How King Princess and Quinn Wilson Found Love in the DMs

This story is part of GQ’s Modern Lovers issue. 


“I love your work,” Mikaela Straus, the 22-year-old musician known as King Princess, once impulsively sent into the direct-message abyss while staring longingly at Quinn Wilson’s Instagram avatar. For her part, Wilson, the 27-year-old, Minneapolis-born director, had recently been introduced to Straus’s music through a friend. “I was not flirting,” says Wilson about her swift reply, which read, “Hi, Miss King.”

In a matter of days, the two moved their conversation off-screen and to a small restaurant in Silver Lake, Los Angeles. Straus recalls being struck by how cute Wilson looked when she arrived in “just a sweatshirt and big glasses.”

Wilson was hesitant. “[Mikaela] had to use a fake ID to get a drink… I was like, ‘How old are you?’ ” (Straus, who says she “probably showed up in just baggy jeans,” was 20 at the time.)

On Wilson: Shirt by Area. Pants by Ader Error. Bracelet by Tiffany & Co. On Straus: Shirt by Eckhaus Latta. Pants, vintage. Necklace by Tiffany & Co.

In retrospect, Straus is pretty sure that her relationship with Wilson owes to a single crucial moment—one “iconic move,” as Straus describes it. The two were on their second date, at a bar tucked away on Santa Monica Boulevard, when Straus felt Wilson, out of nowhere, reach out and grab her yellow Adidas rain jacket. Wilson remembers her own assertiveness that night too. “I just wanted my ass to be in her lap!” she says with a laugh.

That moment was two years ago. Wilson had been living in Los Angeles for a couple of years and was beginning to garner respect in Hollywood for her artistic sensibilities while working alongside Lizzo, for whom she’d eventually become creative director. The couple are recalling their beginnings over Zoom, sprawled out on their bed with their dog, Raz, between them. Behind them, along an entire wall, is their shared closet—the contents of which also factored into the courtship. “[Quinn’s] style is the reason I fell in love with her,” Straus admits, gesturing toward the clothes. From my vantage point, I can spot a green Gucci suit and a neon orange puffer. Straus, who describes her aesthetic as “basketball player off duty,” says that Wilson’s influence has been transformative: “My style is much better now, and everyone in my life has noticed it.”

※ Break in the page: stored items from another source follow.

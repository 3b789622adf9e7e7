//! Configuration types for bonus reconciliation.
//!
//! This module contains the strongly-typed configuration structures that
//! are deserialized from the YAML files of a configuration directory.

use std::collections::{BTreeMap, BTreeSet};

use chrono::NaiveDate;
use rust_decimal::Decimal;
use serde::{Deserialize, Serialize};

use crate::error::{EngineError, EngineResult};
use crate::models::{EmployeeCategory, EmployeeKey, MonthKey, MonthWindow, Stage};

fn default_header_scan_rows() -> usize {
    15
}

/// A step of the months-of-service tier function.
#[derive(Debug, Clone, PartialEq, Eq, Serialize, Deserialize)]
pub struct ServiceTier {
    /// The step applies when months of service are strictly below this.
    pub below_months: u32,
    /// The bonus percentage for the step.
    pub percentage: Decimal,
}

/// The bonus policy from `policy.yaml`.
#[derive(Debug, Clone, PartialEq, Serialize, Deserialize)]
pub struct BonusPolicy {
    /// Human-readable policy name (e.g. "Bonus 2024-25").
    pub name: String,
    /// Fixed date months of service are measured to (end of the bonus period).
    pub reference_date: NaiveDate,
    /// The actual months feeding gross; the following month is projected.
    pub window: MonthWindow,
    /// Absolute comparator tolerance in currency units.
    pub tolerance: Decimal,
    /// The base tier percentage (8.33).
    pub base_percentage: Decimal,
    /// Multiplier applied to gross for tiers above the base (0.6).
    pub special_gross_factor: Decimal,
    /// Months-of-service steps, checked in order; past the last step the
    /// base percentage applies.
    pub service_tiers: Vec<ServiceTier>,
    /// Minimum months of service for the tenure-restricted category.
    pub minimum_tenure_months: u32,
    /// The category subject to the minimum tenure.
    pub tenure_restricted_category: EmployeeCategory,
    /// How many leading rows of a sheet are searched for a header row.
    #[serde(default = "default_header_scan_rows")]
    pub header_scan_rows: usize,
    /// Months never read even if a sheet for them exists inside the window.
    #[serde(default)]
    pub excluded_months: Vec<MonthKey>,
}

impl BonusPolicy {
    /// Checks the invariants the engine relies on.
    pub fn validate(&self) -> EngineResult<()> {
        if self.window.actual_months == 0 {
            return Err(invalid("window.actual_months", "must be at least 1"));
        }
        if self.tolerance < Decimal::ZERO {
            return Err(invalid("tolerance", "must not be negative"));
        }
        if self.base_percentage <= Decimal::ZERO {
            return Err(invalid("base_percentage", "must be positive"));
        }
        if self.special_gross_factor <= Decimal::ZERO {
            return Err(invalid("special_gross_factor", "must be positive"));
        }
        if self.header_scan_rows == 0 {
            return Err(invalid("header_scan_rows", "must be at least 1"));
        }
        let ascending = self
            .service_tiers
            .windows(2)
            .all(|pair| pair[0].below_months < pair[1].below_months);
        if !ascending {
            return Err(invalid(
                "service_tiers",
                "below_months must be strictly ascending",
            ));
        }
        Ok(())
    }
}

fn invalid(field: &str, message: &str) -> EngineError {
    EngineError::InvalidConfig {
        field: field.to_string(),
        message: message.to_string(),
    }
}

/// Per-employee overrides from `overrides.yaml` and the override workbook.
///
/// Every list is keyed by [`EmployeeKey`], so codes are normalized on load.
#[derive(Debug, Clone, PartialEq, Default, Serialize, Deserialize)]
pub struct OverrideTable {
    /// Explicit bonus percentages; these win over the service-length tiers.
    #[serde(default)]
    pub custom_percentages: BTreeMap<EmployeeKey, Decimal>,
    /// Employees whose projection averages every window month, absent ones as zero.
    #[serde(default)]
    pub include_zero_months: BTreeSet<EmployeeKey>,
    /// Employees whose projection averages present months including zeros.
    #[serde(default)]
    pub exclude_zero_in_average: BTreeSet<EmployeeKey>,
    /// Employees whose projection is forced to zero.
    #[serde(default)]
    pub exclude_from_projection: BTreeSet<EmployeeKey>,
    /// Employees whose averaging starts at a later month.
    #[serde(default)]
    pub custom_start_months: BTreeMap<EmployeeKey, MonthKey>,
    /// Department codes excluded from the bonus scheme, per category.
    #[serde(default)]
    pub excluded_departments: BTreeMap<EmployeeCategory, BTreeSet<String>>,
}

impl OverrideTable {
    /// Normalized excluded department codes for `category`.
    pub fn excluded_departments_for(&self, category: EmployeeCategory) -> BTreeSet<String> {
        self.excluded_departments
            .get(&category)
            .map(|set| set.iter().map(|d| d.trim().to_uppercase()).collect())
            .unwrap_or_default()
    }
}

/// Where a figure lives on a sheet.
///
/// In YAML: a zero-based column index (`7`), a header label (`"Net Bonus"`),
/// or a list of alternative header labels (`["Unpaid", "Due"]`).
#[derive(Debug, Clone, PartialEq, Eq, Serialize, Deserialize)]
#[serde(untagged)]
pub enum ColumnRef {
    /// A fixed zero-based column index.
    Index(usize),
    /// A single header label.
    Label(String),
    /// Alternative header labels, first match wins.
    Header(Vec<String>),
}

impl ColumnRef {
    /// The header labels to search for, or empty for a fixed index.
    pub fn labels(&self) -> Vec<&str> {
        match self {
            ColumnRef::Index(_) => Vec::new(),
            ColumnRef::Label(label) => vec![label.as_str()],
            ColumnRef::Header(labels) => labels.iter().map(String::as_str).collect(),
        }
    }
}

/// Column layout of a monthly salary workbook.
#[derive(Debug, Clone, PartialEq, Serialize, Deserialize)]
pub struct SalaryLayout {
    /// Label sets identifying the header row; any set fully present matches.
    pub header_labels: Vec<Vec<String>>,
    /// Employee code column labels.
    #[serde(default)]
    pub code: Vec<String>,
    /// Employee name column labels.
    pub name: Vec<String>,
    /// Department column labels.
    #[serde(default)]
    pub department: Vec<String>,
    /// Joining date column labels.
    #[serde(default)]
    pub date_of_joining: Vec<String>,
    /// Monthly salary column labels.
    pub amount: Vec<String>,
}

/// Column layout of one kind of HR sheet.
#[derive(Debug, Clone, PartialEq, Serialize, Deserialize)]
pub struct HrSheetLayout {
    /// The layout applies to sheets whose name contains any of these.
    #[serde(default)]
    pub name_contains: Vec<String>,
    /// Employee code column labels; the header row must contain one.
    pub code: Vec<String>,
    /// Optional employee name column.
    #[serde(default)]
    pub name: Option<ColumnRef>,
    /// Figure columns per stage; stages without a column are not compared.
    pub columns: BTreeMap<Stage, ColumnRef>,
}

/// Layouts of the HR bonus workbook.
#[derive(Debug, Clone, PartialEq, Serialize, Deserialize)]
pub struct HrLayout {
    /// Sheet-specific layouts, first match wins.
    #[serde(default)]
    pub sheets: Vec<HrSheetLayout>,
    /// Layout for sheets no specific layout matched; those are skipped if unset.
    #[serde(default)]
    pub default: Option<HrSheetLayout>,
}

impl HrLayout {
    /// Every stage that at least one layout has a column for.
    pub fn compared_stages(&self) -> BTreeSet<Stage> {
        self.sheets
            .iter()
            .chain(self.default.iter())
            .flat_map(|layout| layout.columns.keys().copied())
            .collect()
    }
}

/// Column layout of an external ledger (due, loan, already-paid).
#[derive(Debug, Clone, PartialEq, Serialize, Deserialize)]
pub struct LedgerLayout {
    /// Employee code column labels.
    pub code: Vec<String>,
    /// Optional employee name column.
    #[serde(default)]
    pub name: Option<ColumnRef>,
    /// The summed amount column.
    pub amount: ColumnRef,
    /// Optional payment status column.
    #[serde(default)]
    pub status: Option<ColumnRef>,
    /// Optional percentage actually applied.
    #[serde(default)]
    pub percentage: Option<ColumnRef>,
    /// Optional already-paid column, when the ledger carries it.
    #[serde(default)]
    pub already_paid: Option<ColumnRef>,
}

/// Column layout of the override workbook.
#[derive(Debug, Clone, PartialEq, Serialize, Deserialize)]
pub struct OverrideSheetLayout {
    /// Employee code column labels.
    pub code: Vec<String>,
    /// Custom percentage column.
    #[serde(default)]
    pub percentage: Option<ColumnRef>,
    /// Custom averaging start month column.
    #[serde(default)]
    pub start_month: Option<ColumnRef>,
}

/// Every sheet layout, from `layouts.yaml`.
#[derive(Debug, Clone, PartialEq, Serialize, Deserialize)]
pub struct LayoutConfig {
    /// Staff salary workbook.
    pub staff: SalaryLayout,
    /// Worker salary workbook.
    pub worker: SalaryLayout,
    /// HR bonus workbook.
    pub hr: HrLayout,
    /// Due/unpaid ledger.
    pub due_ledger: LedgerLayout,
    /// Loan-deduction ledger.
    pub loan_ledger: LedgerLayout,
    /// Separate already-paid ledger, if one is supplied.
    #[serde(default)]
    pub already_paid_ledger: Option<LedgerLayout>,
    /// Override workbook, if one is supplied.
    #[serde(default)]
    pub override_workbook: Option<OverrideSheetLayout>,
}

impl LayoutConfig {
    /// The salary layout for a category.
    pub fn salary(&self, category: EmployeeCategory) -> &SalaryLayout {
        match category {
            EmployeeCategory::Staff => &self.staff,
            EmployeeCategory::Worker => &self.worker,
        }
    }
}

/// The complete configuration loaded from a configuration directory.
#[derive(Debug, Clone)]
pub struct BonusConfig {
    policy: BonusPolicy,
    overrides: OverrideTable,
    layouts: LayoutConfig,
}

impl BonusConfig {
    /// Creates a configuration from its parts, validating the policy.
    pub fn new(
        policy: BonusPolicy,
        overrides: OverrideTable,
        layouts: LayoutConfig,
    ) -> EngineResult<Self> {
        policy.validate()?;
        Ok(Self {
            policy,
            overrides,
            layouts,
        })
    }

    /// Returns the bonus policy.
    pub fn policy(&self) -> &BonusPolicy {
        &self.policy
    }

    /// Returns the override table.
    pub fn overrides(&self) -> &OverrideTable {
        &self.overrides
    }

    /// Returns the sheet layouts.
    pub fn layouts(&self) -> &LayoutConfig {
        &self.layouts
    }
}

#[cfg(test)]
mod tests {
    use super::*;

    const POLICY_YAML: &str = r#"
name: "Bonus 2024-25"
reference_date: 2025-10-30
window:
  first_month: "2024-11"
  actual_months: 11
tolerance: 12
base_percentage: 8.33
special_gross_factor: 0.6
service_tiers:
  - below_months: 12
    percentage: 10
  - below_months: 24
    percentage: 12
minimum_tenure_months: 6
tenure_restricted_category: worker
"#;

    #[test]
    fn test_policy_deserializes_with_defaults() {
        let policy: BonusPolicy = serde_yaml::from_str(POLICY_YAML).unwrap();
        assert_eq!(policy.header_scan_rows, 15);
        assert!(policy.excluded_months.is_empty());
        assert_eq!(policy.base_percentage, Decimal::new(833, 2));
        assert_eq!(policy.window.last_month().to_string(), "2025-09");
        assert!(policy.validate().is_ok());
    }

    #[test]
    fn test_policy_rejects_unordered_tiers() {
        let mut policy: BonusPolicy = serde_yaml::from_str(POLICY_YAML).unwrap();
        policy.service_tiers.reverse();
        match policy.validate() {
            Err(EngineError::InvalidConfig { field, .. }) => assert_eq!(field, "service_tiers"),
            other => panic!("Expected InvalidConfig, got {:?}", other),
        }
    }

    #[test]
    fn test_override_table_normalizes_codes() {
        let yaml = r#"
custom_percentages:
  " s101 ": 12
  2040: 10
exclude_from_projection: ["w7"]
custom_start_months:
  W9: "2025-03"
excluded_departments:
  worker: ["cas ", "CONTRACT"]
"#;
        let table: OverrideTable = serde_yaml::from_str(yaml).unwrap();
        let s101 = EmployeeKey::new("S101").unwrap();
        assert_eq!(table.custom_percentages[&s101], Decimal::new(12, 0));
        assert!(table
            .custom_percentages
            .contains_key(&EmployeeKey::new("2040").unwrap()));
        assert!(table
            .exclude_from_projection
            .contains(&EmployeeKey::new("W7").unwrap()));
        let excluded = table.excluded_departments_for(EmployeeCategory::Worker);
        assert!(excluded.contains("CAS"));
        assert!(table
            .excluded_departments_for(EmployeeCategory::Staff)
            .is_empty());
    }

    #[test]
    fn test_column_ref_forms() {
        let refs: Vec<ColumnRef> = serde_yaml::from_str(r#"[7, "Net Bonus", ["Unpaid", "Due"]]"#).unwrap();
        assert_eq!(refs[0], ColumnRef::Index(7));
        assert_eq!(refs[1].labels(), vec!["Net Bonus"]);
        assert_eq!(refs[2].labels(), vec!["Unpaid", "Due"]);
        assert!(refs[0].labels().is_empty());
    }
}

The same union of taste is evident in the music video for Straus’s single “Pain,” which Wilson directed. The project draws visual inspiration from the videos for Weezer’s “The Sweater Song” and Madonna’s “Human Nature,” featuring King Princess being put in a headlock, shot with an arrow, tattooed, and licked by a series of women, between clips of her performing, unfazed, in a loose-cut suit. The almost four-minute work centers queerness in a way that feels somewhat reminiscent of their love, and at the same time momentous for mainstream pop. “I think that the way we work together is symbiotic,” explains the musician, while noting the challenges that inevitably arise from such close collaboration. “It’s a true partnership.”